## How to complete this task:
Set the records down again. Match every line exactly.

"""

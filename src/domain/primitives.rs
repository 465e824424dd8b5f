//! Domain primitives: VesselId, SaleId, Counterparty, SupplierRef, DealType.

use serde::{Deserialize, Serialize};

/// Store identifier of a purchased vessel (one purchase lot).
#[derive(Debug, Clone, Copy, PartialEq, Eq, PartialOrd, Ord, Hash, Serialize, Deserialize)]
#[serde(transparent)]
pub struct VesselId(pub i64);

impl VesselId {
    pub fn new(id: i64) -> Self {
        VesselId(id)
    }

    pub fn as_i64(&self) -> i64 {
        self.0
    }
}

impl std::fmt::Display for VesselId {
    fn fmt(&self, f: &mut std::fmt::Formatter<'_>) -> std::fmt::Result {
        write!(f, "{}", self.0)
    }
}

/// Store identifier of a sale allocation.
#[derive(Debug, Clone, Copy, PartialEq, Eq, PartialOrd, Ord, Hash, Serialize, Deserialize)]
#[serde(transparent)]
pub struct SaleId(pub i64);

impl SaleId {
    pub fn new(id: i64) -> Self {
        SaleId(id)
    }

    pub fn as_i64(&self) -> i64 {
        self.0
    }
}

/// Client a sale is allocated to. Also the scope of a restricted viewer.
#[derive(Debug, Clone, PartialEq, Eq, PartialOrd, Ord, Hash, Serialize, Deserialize)]
#[serde(transparent)]
pub struct Counterparty(pub String);

impl Counterparty {
    pub fn new(name: impl Into<String>) -> Self {
        Counterparty(name.into())
    }

    pub fn as_str(&self) -> &str {
        &self.0
    }
}

impl std::fmt::Display for Counterparty {
    fn fmt(&self, f: &mut std::fmt::Formatter<'_>) -> std::fmt::Result {
        write!(f, "{}", self.0)
    }
}

/// Supplier the cargo was bought from. Informational only.
#[derive(Debug, Clone, PartialEq, Eq, PartialOrd, Ord, Hash, Serialize, Deserialize)]
#[serde(transparent)]
pub struct SupplierRef(pub String);

impl SupplierRef {
    pub fn new(name: impl Into<String>) -> Self {
        SupplierRef(name.into())
    }

    pub fn as_str(&self) -> &str {
        &self.0
    }
}

/// How a sale is priced.
#[derive(Debug, Clone, Copy, PartialEq, Eq, Hash, Serialize, Deserialize)]
#[serde(rename_all = "lowercase")]
pub enum DealType {
    /// Premium over the futures price; the futures leg is hedged separately.
    Premium,
    /// Outright flat price.
    Flat,
}

impl DealType {
    pub fn as_str(&self) -> &'static str {
        match self {
            DealType::Premium => "premium",
            DealType::Flat => "flat",
        }
    }
}

impl std::fmt::Display for DealType {
    fn fmt(&self, f: &mut std::fmt::Formatter<'_>) -> std::fmt::Result {
        f.write_str(self.as_str())
    }
}

impl std::str::FromStr for DealType {
    type Err = String;

    fn from_str(s: &str) -> Result<Self, Self::Err> {
        match s.trim().to_ascii_lowercase().as_str() {
            "premium" | "prime" => Ok(DealType::Premium),
            "flat" => Ok(DealType::Flat),
            other => Err(format!("unknown deal type: {}", other)),
        }
    }
}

"""

## Exercise answer:
filename src/domain/primitives.rs
repository 465e824424dd8b5f
//! Domain primitives: VesselId, SaleId, Counterparty, SupplierRef, DealType.

use serde::{Deserialize, Serialize};

/// Store identifier of a purchased vessel (one purchase lot).
#[derive(Debug, Clone, Copy, PartialEq, Eq, PartialOrd, Ord, Hash, Serialize, Deserialize)]
#[serde(transparent)]
pub struct VesselId(pub i64);

impl VesselId {
    pub fn new(id: i64) -> Self {
        VesselId(id)
    }

    pub fn as_i64(&self) -> i64 {
        self.0
    }
}

impl std::fmt::Display for VesselId {
    fn fmt(&self, f: &mut std::fmt::Formatter<'_>) -> std::fmt::Result {
        write!(f, "{}", self.0)
    }
}

/// Store identifier of a sale allocation.
#[derive(Debug, Clone, Copy, PartialEq, Eq, PartialOrd, Ord, Hash, Serialize, Deserialize)]
#[serde(transparent)]
pub struct SaleId(pub i64);

impl SaleId {
    pub fn new(id: i64) -> Self {
        SaleId(id)
    }

    pub fn as_i64(&self) -> i64 {
        self.0
    }
}

/// Client a sale is allocated to. Also the scope of a restricted viewer.
#[derive(Debug, Clone, PartialEq, Eq, PartialOrd, Ord, Hash, Serialize, Deserialize)]
#[serde(transparent)]
pub struct Counterparty(pub String);

impl Counterparty {
    pub fn new(name: impl Into<String>) -> Self {
        Counterparty(name.into())
    }

    pub fn as_str(&self) -> &str {
        &self.0
    }
}

impl std::fmt::Display for Counterparty {
    fn fmt(&self, f: &mut std::fmt::Formatter<'_>) -> std::fmt::Result {
        write!(f, "{}", self.0)
    }
}

/// Supplier the cargo was bought from. Informational only.
#[derive(Debug, Clone, PartialEq, Eq, PartialOrd, Ord, Hash, Serialize, Deserialize)]
#[serde(transparent)]
pub struct SupplierRef(pub String);

impl SupplierRef {
    pub fn new(name: impl Into<String>) -> Self {
        SupplierRef(name.into())
    }

    pub fn as_str(&self) -> &str {
        &self.0
    }
}

/// How a sale is priced.
#[derive(Debug, Clone, Copy, PartialEq, Eq, Hash, Serialize, Deserialize)]
#[serde(rename_all = "lowercase")]
pub enum DealType {
    /// Premium over the futures price; the futures leg is hedged separately.
    Premium,
    /// Outright flat price.
    Flat,
}

impl DealType {
    pub fn as_str(&self) -> &'static str {
        match self {
            DealType::Premium => "premium",
            DealType::Flat => "flat",
        }
    }
}

impl std::fmt::Display for DealType {
    fn fmt(&self, f: &mut std::fmt::Formatter<'_>) -> std::fmt::Result {
        f.write_str(self.as_str())
    }
}

impl std::str::FromStr for DealType {
    type Err = String;

    fn from_str(s: &str) -> Result<Self, Self::Err> {
        match s.trim().to_ascii_lowercase().as_str() {
            "premium" | "prime" => Ok(DealType::Premium),
            "flat" => Ok(DealType::Flat),
            other => Err(format!("unknown deal type: {}", other)),
        }
    }
}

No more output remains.